● WHAT THE EXERCISE ASKS
Extract each line from the entries below that has the string "CycleLocks" in it.

Records excerpted from a collection
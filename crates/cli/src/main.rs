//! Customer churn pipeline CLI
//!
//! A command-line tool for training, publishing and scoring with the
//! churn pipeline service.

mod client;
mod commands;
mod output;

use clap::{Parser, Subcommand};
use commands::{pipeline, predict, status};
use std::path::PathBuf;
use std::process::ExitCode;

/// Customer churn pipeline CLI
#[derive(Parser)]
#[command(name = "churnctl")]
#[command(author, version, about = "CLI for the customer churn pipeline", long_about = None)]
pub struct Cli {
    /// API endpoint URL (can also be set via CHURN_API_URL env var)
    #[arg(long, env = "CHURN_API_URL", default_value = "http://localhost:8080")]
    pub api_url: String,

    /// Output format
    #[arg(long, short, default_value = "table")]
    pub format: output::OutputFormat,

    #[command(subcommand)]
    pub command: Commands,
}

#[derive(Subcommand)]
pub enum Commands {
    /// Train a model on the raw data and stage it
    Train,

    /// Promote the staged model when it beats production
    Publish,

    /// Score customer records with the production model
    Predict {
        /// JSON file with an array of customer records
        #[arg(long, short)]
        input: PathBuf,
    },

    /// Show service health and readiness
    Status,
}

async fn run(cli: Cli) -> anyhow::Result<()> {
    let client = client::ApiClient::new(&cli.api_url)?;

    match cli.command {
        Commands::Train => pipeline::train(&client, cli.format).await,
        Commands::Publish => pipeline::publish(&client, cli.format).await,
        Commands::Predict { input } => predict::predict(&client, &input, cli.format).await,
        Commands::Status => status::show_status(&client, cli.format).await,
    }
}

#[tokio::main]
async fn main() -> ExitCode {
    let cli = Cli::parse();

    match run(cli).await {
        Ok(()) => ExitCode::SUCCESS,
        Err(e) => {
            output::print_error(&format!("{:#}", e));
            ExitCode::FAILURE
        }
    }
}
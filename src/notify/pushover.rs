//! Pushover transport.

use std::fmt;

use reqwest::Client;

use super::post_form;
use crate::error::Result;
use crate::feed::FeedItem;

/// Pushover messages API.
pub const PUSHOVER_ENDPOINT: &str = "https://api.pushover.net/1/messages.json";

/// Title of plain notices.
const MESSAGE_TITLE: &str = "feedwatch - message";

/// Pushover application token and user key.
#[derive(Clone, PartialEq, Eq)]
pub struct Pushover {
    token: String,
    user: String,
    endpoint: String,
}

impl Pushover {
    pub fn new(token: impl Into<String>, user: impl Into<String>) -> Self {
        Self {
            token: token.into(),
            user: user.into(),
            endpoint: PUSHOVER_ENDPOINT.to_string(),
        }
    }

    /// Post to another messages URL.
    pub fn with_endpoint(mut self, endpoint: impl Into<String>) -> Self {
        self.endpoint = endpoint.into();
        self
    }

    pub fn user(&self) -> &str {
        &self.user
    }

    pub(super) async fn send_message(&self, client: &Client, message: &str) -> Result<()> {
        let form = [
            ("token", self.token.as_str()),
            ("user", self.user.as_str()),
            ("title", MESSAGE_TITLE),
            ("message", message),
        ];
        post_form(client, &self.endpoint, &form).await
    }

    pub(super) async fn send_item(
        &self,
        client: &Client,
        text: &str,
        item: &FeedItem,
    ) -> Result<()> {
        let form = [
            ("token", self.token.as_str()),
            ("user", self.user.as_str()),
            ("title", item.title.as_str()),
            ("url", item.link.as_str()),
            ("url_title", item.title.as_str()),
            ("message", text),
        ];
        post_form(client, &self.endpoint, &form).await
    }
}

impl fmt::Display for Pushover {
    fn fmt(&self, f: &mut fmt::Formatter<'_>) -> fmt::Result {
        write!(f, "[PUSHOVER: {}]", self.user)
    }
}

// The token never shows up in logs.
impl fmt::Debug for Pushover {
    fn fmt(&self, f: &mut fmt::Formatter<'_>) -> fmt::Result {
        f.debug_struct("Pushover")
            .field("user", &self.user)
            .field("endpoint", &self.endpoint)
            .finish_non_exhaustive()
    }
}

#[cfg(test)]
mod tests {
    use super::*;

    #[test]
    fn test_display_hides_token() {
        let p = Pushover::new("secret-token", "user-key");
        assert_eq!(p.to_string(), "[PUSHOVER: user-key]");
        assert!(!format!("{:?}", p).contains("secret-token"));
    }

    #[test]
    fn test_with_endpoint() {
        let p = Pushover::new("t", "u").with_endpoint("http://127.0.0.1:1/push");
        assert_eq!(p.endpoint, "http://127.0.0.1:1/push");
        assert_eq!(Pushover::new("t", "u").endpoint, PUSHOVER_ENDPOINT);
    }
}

--

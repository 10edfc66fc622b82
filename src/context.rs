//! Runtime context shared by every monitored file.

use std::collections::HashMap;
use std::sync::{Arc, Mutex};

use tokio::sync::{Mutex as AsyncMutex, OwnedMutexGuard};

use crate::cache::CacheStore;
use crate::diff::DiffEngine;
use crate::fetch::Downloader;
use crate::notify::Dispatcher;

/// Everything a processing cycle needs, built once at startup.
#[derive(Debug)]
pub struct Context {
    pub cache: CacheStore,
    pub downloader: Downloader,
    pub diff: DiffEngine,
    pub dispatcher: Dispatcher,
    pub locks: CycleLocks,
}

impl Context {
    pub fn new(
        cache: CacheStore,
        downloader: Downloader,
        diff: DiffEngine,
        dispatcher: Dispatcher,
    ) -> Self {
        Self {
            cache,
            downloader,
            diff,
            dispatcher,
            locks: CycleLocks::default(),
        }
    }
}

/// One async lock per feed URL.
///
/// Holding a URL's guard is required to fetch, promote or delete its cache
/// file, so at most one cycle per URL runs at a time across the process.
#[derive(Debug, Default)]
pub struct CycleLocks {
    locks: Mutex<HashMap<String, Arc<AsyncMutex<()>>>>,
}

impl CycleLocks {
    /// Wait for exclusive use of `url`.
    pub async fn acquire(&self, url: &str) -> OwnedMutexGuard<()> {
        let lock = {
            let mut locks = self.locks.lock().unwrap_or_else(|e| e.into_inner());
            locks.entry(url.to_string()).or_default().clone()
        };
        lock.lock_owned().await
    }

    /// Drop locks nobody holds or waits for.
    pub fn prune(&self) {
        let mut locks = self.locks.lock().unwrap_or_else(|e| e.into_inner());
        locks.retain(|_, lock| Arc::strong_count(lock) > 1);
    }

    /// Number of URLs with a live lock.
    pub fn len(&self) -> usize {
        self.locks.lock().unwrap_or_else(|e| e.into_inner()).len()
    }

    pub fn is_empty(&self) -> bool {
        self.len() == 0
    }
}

● WRITTEN RESPONSE
    pub locks: CycleLocks,
            locks: CycleLocks::default(),
pub struct CycleLocks {
impl CycleLocks {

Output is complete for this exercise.